Del «sí se puede», al «si Dios quiere»
Ignacio Monar es profesor de instituto de Filosofía, laico agustino en la Fraternidad del Monasterio de la Conversión y miembro de escritores.red
¿Por qué me chirría escuchar aquellos lemas populistas del «sí, se puede, sí se puede»? Porque mienten, simplemente por eso. Es puro sentido común rechazar los cantos de sirena del voluntarismo fácil. «Impossible is nothing«, dicen. Bien sabe mi alma a través de cuántos imposibles se traza cualquier camino. Quizás no venda zapatillas, pero hay muchas cosas imposibles y afirmar lo contrario es engañar.
La determinación, la constancia, construyen el éxito, pero no lo aseguran. Editaron hace pocos meses un documental sobre la deportista española Carolina Marín durante su duro proceso de recuperación de una lesión de rodilla, para poder ir a los Juegos Olímpicos de Tokio. «Puedo porque pienso que puedo», lo titularon con frase de Perogrullo. El objetivo de Carolina estaba a punto de lograrse hasta que se rompió la otra rodilla. Entonces ya «no pudo», por muy pegadiza que fuese su máxima.
¡Triste percibir cómo usan argumentarios propios de libros de autoayuda! Las soflamas del entrenador no reconocerán que en una final sólo gana uno. Tampoco se curan de un cáncer los que lo desean con mucha fuerza.
Hace siglos, el cristianismo que arribó a las costas del Grecia se encontró una cultura supeditada a la idea de «destino». Un sino trágico, aunque no siempre pesimista, a la espera de que «dios mismo venga a redimirnos», como escribe Platón en el Fedón. Otra libertad llegó entonces, hija de la responsabilidad moral y de la verdad. Hombres que recitaban el Padre Nuestro aceptaban el señorío amoroso de un Señor. Era la incertidumbre de la fe. Era el «si Dios quiere«.
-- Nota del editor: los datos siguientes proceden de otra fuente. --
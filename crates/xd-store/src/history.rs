//! Append-only history sink and its reader.
//!
//! One line per completed operation:
//! `action;plate;arrival;item;quantity;startTime;endTime`.

use std::fs::{File, OpenOptions};
use std::path::{Path, PathBuf};

use csv::Writer;

use xd_core::{Task, Timestamp};
use xd_dock::HistoryRecord;

use crate::records::{read_rows, writer_builder};
use crate::StoreResult;

pub const HISTORY_FIELDS: usize = 7;

/// Appends [`HistoryRecord`]s to a file, flushing after each one.
///
/// Existing lines are never rewritten.
pub struct HistoryWriter {
    path:    PathBuf,
    writer:  Writer<File>,
    written: u64,
}

impl HistoryWriter {
    /// Open `path` for appending, creating it if absent.
    pub fn open(path: impl Into<PathBuf>) -> StoreResult<Self> {
        let path = path.into();
        let file = OpenOptions::new().create(true).append(true).open(&path)?;
        Ok(Self { writer: writer_builder().from_writer(file), path, written: 0 })
    }

    pub fn path(&self) -> &Path {
        &self.path
    }

    /// Records appended through this writer.
    pub fn written(&self) -> u64 {
        self.written
    }

    pub fn append(&mut self, record: &HistoryRecord) -> StoreResult<()> {
        let task = &record.task;
        let arrival = task.arrival().to_string();
        let quantity = task.quantity().to_string();
        let start = record.start.to_string();
        let end = record.end.to_string();
        self.writer.write_record([
            record.action.as_str(),
            task.plate().as_str(),
            arrival.as_str(),
            task.item().as_str(),
            quantity.as_str(),
            start.as_str(),
            end.as_str(),
        ])?;
        self.writer.flush()?;
        self.written += 1;
        Ok(())
    }
}

/// Read a history file back in line order.  A missing file reads as empty.
pub fn read_history(path: &Path) -> StoreResult<Vec<HistoryRecord>> {
    let mut records = Vec::new();
    read_rows(path, HISTORY_FIELDS, |line| {
        let arrival: Timestamp = line.parse(2, "arrival time")?;
        let quantity: u32 = line.parse(4, "quantity")?;
        let start: Timestamp = line.parse(5, "start time")?;
        let end: Timestamp = line.parse(6, "end time")?;
        let task = Task::new(line.str(1), arrival, line.str(3), quantity)
            .map_err(|e| line.error(e.to_string()))?;
        records.push(HistoryRecord { action: line.str(0).to_owned(), task, start, end });
        Ok(())
    })?;
    Ok(records)
}
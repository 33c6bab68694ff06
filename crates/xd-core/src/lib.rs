//! `xd-core` — foundational types for the cross-dock scheduling engine.
//!
//! This crate is a dependency of every other `xd-*` crate.  It has no `xd-*`
//! dependencies and minimal external ones (`chrono` for the wall clock and
//! `thiserror`, plus optional `serde`).
//!
//! # What lives here
//!
//! | Module     | Contents                                                 |
//! |------------|----------------------------------------------------------|
//! | [`ids`]    | `Plate`, `ItemId`                                        |
//! | [`time`]   | `Timestamp`, `Clock`, `ManualClock`, `WallClock`         |
//! | [`task`]   | `Task`, `DockKind`                                       |
//! | [`config`] | `FacilityConfig`, `PriorityWeights`, `PriorityPolicy`    |
//! | [`error`]  | `XdError`, `XdResult`                                    |
//!
//! # Feature flags
//!
//! | Flag    | Effect                                                     |
//! |---------|------------------------------------------------------------|
//! | `serde` | Adds `Serialize`/`Deserialize` to all public types.        |

pub mod config;
pub mod error;
pub mod ids;
pub mod task;
pub mod time;

#[cfg(test)]
mod tests;

// ── Re-exports ────────────────────────────────────────────────────────────────

pub use config::{DemoArrivals, FacilityConfig, PriorityPolicy, PriorityWeights};
pub use error::{XdError, XdResult};
pub use ids::{ItemId, Plate};
pub use task::{DockKind, Task};
pub use time::{Clock, ManualClock, Timestamp, WallClock};
//! Scheduler observer trait for history emission, persistence, and progress.

use xd_core::{DockKind, Task, Timestamp};
use xd_dock::{DockOperation, HistoryRecord};

use crate::Facility;

/// Callbacks invoked by [`Scheduler::tick`][crate::Scheduler::tick] at key
/// points.
///
/// All methods have default no-op implementations so implementors only need
/// to override what they care about.
///
/// # Example: completion printer
///
/// ```rust,ignore
/// struct Printer;
///
/// impl SchedulerObserver for Printer {
///     fn on_complete(&mut self, record: &HistoryRecord) {
///         println!("{} {} done at {}", record.action, record.task, record.end);
///     }
/// }
/// ```
pub trait SchedulerObserver {
    /// Called at the very start of each tick, before any processing.
    fn on_tick_start(&mut self, _now: Timestamp) {}

    /// Called when a dock starts an operation.  `remainder` is the shortfall
    /// requeued by a partial load.
    fn on_dispatch(&mut self, _kind: DockKind, _op: &DockOperation, _remainder: Option<&Task>) {}

    /// Called when the load dock could not start because `task` has no stock.
    fn on_blocked(&mut self, _kind: DockKind, _task: &Task) {}

    /// Called once per completed operation, after the ledger was updated.
    fn on_complete(&mut self, _record: &HistoryRecord) {}

    /// Called at the end of each tick with read access to the whole state.
    ///
    /// `changed` is `true` if any queue, dock, or ledger entry changed this
    /// tick.
    fn on_tick_end(&mut self, _now: Timestamp, _facility: &Facility, _changed: bool) {}
}

/// A [`SchedulerObserver`] that does nothing.
pub struct NoopObserver;

impl SchedulerObserver for NoopObserver {}
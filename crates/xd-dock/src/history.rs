//! Completed-operation records.

use xd_core::{DockKind, Task, Timestamp};

use crate::DockOperation;

pub const ACTION_UNLOAD: &str = "unload_completed";
pub const ACTION_LOAD:   &str = "load_completed";

/// One completed dock operation.  Produced exactly once per completion and
/// never modified afterwards.
#[derive(Debug, Clone, PartialEq, Eq)]
pub struct HistoryRecord {
    /// Free-form label.  Records written by this engine use
    /// [`ACTION_UNLOAD`] or [`ACTION_LOAD`]; older files may hold others.
    pub action: String,
    /// The task as served (the reduced quantity for a partial load).
    pub task:   Task,
    pub start:  Timestamp,
    pub end:    Timestamp,
}

impl HistoryRecord {
    pub fn completed(kind: DockKind, op: &DockOperation) -> Self {
        let action = match kind {
            DockKind::Unload => ACTION_UNLOAD,
            DockKind::Load   => ACTION_LOAD,
        };
        Self {
            action: action.to_owned(),
            task:   op.task.clone(),
            start:  op.start,
            end:    op.end,
        }
    }

    /// The dock kind for records written by this engine.
    pub fn kind(&self) -> Option<DockKind> {
        match self.action.as_str() {
            ACTION_UNLOAD => Some(DockKind::Unload),
            ACTION_LOAD   => Some(DockKind::Load),
            _ => None,
        }
    }
}
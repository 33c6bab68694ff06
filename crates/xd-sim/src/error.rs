use thiserror::Error;

use xd_core::XdError;
use xd_dock::DockError;

#[derive(Debug, Error)]
pub enum SimError {
    #[error("scheduler configuration error: {0}")]
    Config(String),

    /// A new arrival failed validation; the queue is unchanged.
    #[error(transparent)]
    Intake(#[from] XdError),

    /// Fatal: the scheduler must stop.
    #[error("dock error: {0}")]
    Dock(#[from] DockError),
}

pub type SimResult<T> = Result<T, SimError>;
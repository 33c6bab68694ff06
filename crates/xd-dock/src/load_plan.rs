//! Dispatch-time stock check for load tasks.

use std::num::NonZeroU32;

use xd_core::Task;
use xd_ledger::Ledger;

/// How much of a dispatched load task the warehouse can serve right now.
#[derive(Debug, Clone, PartialEq, Eq)]
pub enum LoadPlan {
    /// Nothing on hand.  The task goes back to the front of the queue.
    Blocked(Task),
    /// Enough stock for the whole request.
    Full(Task),
    /// Serve `serve` now; `remainder` (the shortfall) goes to the back of
    /// the queue.  Both keep the original plate, arrival, and item.
    Partial { serve: Task, remainder: Task },
}

impl LoadPlan {
    pub fn for_task(task: Task, ledger: &Ledger) -> LoadPlan {
        let Some(on_hand) = NonZeroU32::new(ledger.available(task.item())) else {
            return LoadPlan::Blocked(task);
        };
        match task.split(on_hand) {
            (serve, Some(remainder)) => LoadPlan::Partial { serve, remainder },
            (task, None)             => LoadPlan::Full(task),
        }
    }
}
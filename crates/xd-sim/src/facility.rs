//! `Facility`: the single aggregate of mutable engine state.

use xd_core::DockKind;
use xd_dispatch::{Queues, TaskQueue};
use xd_dock::Dock;
use xd_ledger::{Ledger, UnitTimeTable};

/// Both queues, the warehouse ledger, and both docks.
///
/// Owned by the [`Scheduler`][crate::Scheduler], which is the only writer.
/// Everything else (observers, persistence, a presentation layer) gets a
/// shared borrow.
#[derive(Debug, Clone)]
pub struct Facility {
    pub(crate) queues:      Queues,
    pub(crate) ledger:      Ledger,
    pub(crate) unload_dock: Dock,
    pub(crate) load_dock:   Dock,
}

impl Facility {
    pub fn new(
        queues:       Queues,
        ledger:       Ledger,
        unload_rates: UnitTimeTable,
        load_rates:   UnitTimeTable,
    ) -> Self {
        Self {
            queues,
            ledger,
            unload_dock: Dock::new(DockKind::Unload, unload_rates),
            load_dock:   Dock::new(DockKind::Load, load_rates),
        }
    }

    #[inline]
    pub fn queues(&self) -> &Queues {
        &self.queues
    }

    #[inline]
    pub fn queue(&self, kind: DockKind) -> &TaskQueue {
        self.queues.get(kind)
    }

    #[inline]
    pub fn ledger(&self) -> &Ledger {
        &self.ledger
    }

    #[inline]
    pub fn dock(&self, kind: DockKind) -> &Dock {
        match kind {
            DockKind::Unload => &self.unload_dock,
            DockKind::Load   => &self.load_dock,
        }
    }

    /// `true` when both docks are idle and both queues empty.
    pub fn is_quiet(&self) -> bool {
        DockKind::ALL
            .iter()
            .all(|&k| self.dock(k).is_idle() && self.queue(k).is_empty())
    }
}
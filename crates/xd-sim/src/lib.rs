//! `xd-sim` — tick-driven scheduler for the cross-dock engine.
//!
//! # Tick
//!
//! ```text
//! every tick (default 1 s), at now = clock.now():
//!   for dock in [unload, load]:
//!     ① Complete: operation due (now >= end)?
//!                    unload → ledger.credit(item, qty, now)
//!                    load   → ledger.debit(item, qty)
//!                  emit HistoryRecord, dock → Idle
//!     ② Start:    dock idle and queue non-empty?
//!                    rank queue by PriorityModel, pop front
//!                    load: no stock      → task back to front, stay Idle
//!                          short stock   → serve on-hand, requeue rest
//!                    end = now + Σ(qty × unit time)
//!   observer.on_tick_end(now, facility, changed)
//! ```
//!
//! Arrivals are accepted between ticks via [`Scheduler::arrive`], so all
//! queue, dock, and ledger mutation happens on the thread that owns the
//! scheduler.
//!
//! # Quick-start
//!
//! ```rust,ignore
//! use xd_core::{Clock, FacilityConfig, WallClock};
//! use xd_sim::{NoopObserver, SchedulerBuilder};
//!
//! let clock = WallClock::new();
//! let mut scheduler = SchedulerBuilder::new(FacilityConfig::default()).build()?;
//! loop {
//!     scheduler.tick(clock.now(), &mut NoopObserver)?;
//!     std::thread::sleep(scheduler.config.tick_interval());
//! }
//! ```

pub mod builder;
pub mod error;
pub mod facility;
pub mod observer;
pub mod scheduler;

#[cfg(test)]
mod tests;

pub use builder::SchedulerBuilder;
pub use error::{SimError, SimResult};
pub use facility::Facility;
pub use observer::{NoopObserver, SchedulerObserver};
pub use scheduler::{Scheduler, TickReport};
El «si Dios quiere» cristiano es revolucionario. Sin fatalismo, pues se fía de quien nos ama hasta la muerte en cruz. Es la oración de abandono de Charles de Foucault. Cercano al «In šāʾ Allāh» de los cristianos árabes e incluso, por qué no reconocerlo, compartido con la espiritualidad islámica.
¿Cómo no iban a enervarse los seguidores de la «voluntad de poder» con aquellos que entraban en las cámaras de gas rezando «hágase tú voluntad»? ¿Puede sorprender que los que gritan «Ni Dios, ni amo» se escandalicen? La Modernidad ilustrada pretendía la emancipación del ciudadano alcanzando una supuesta mayoría de edad. En una falacia grosera, racionalidad era madurez. Fe, infantilismo. Una ecuación donde preguntarse qué es lo que Dios quiere no tiene cabida. Es más, Dios mismo no tiene cabida.
Dejemos la fanfarronería del «sí, se puede», espejismo de adolescente convencido de su inmunidad. Más bien contribuyamos al cántico de las criaturas, que elevan su respuesta agustiniana: «Él nos ha hecho». Esa humildad se llama «gracia» y es un don. Soberanía de Jesús en nuestras vidas que aspira a un ojalá, el ojalá de encontrarse con el Hijo Amado. Si Dios quiere.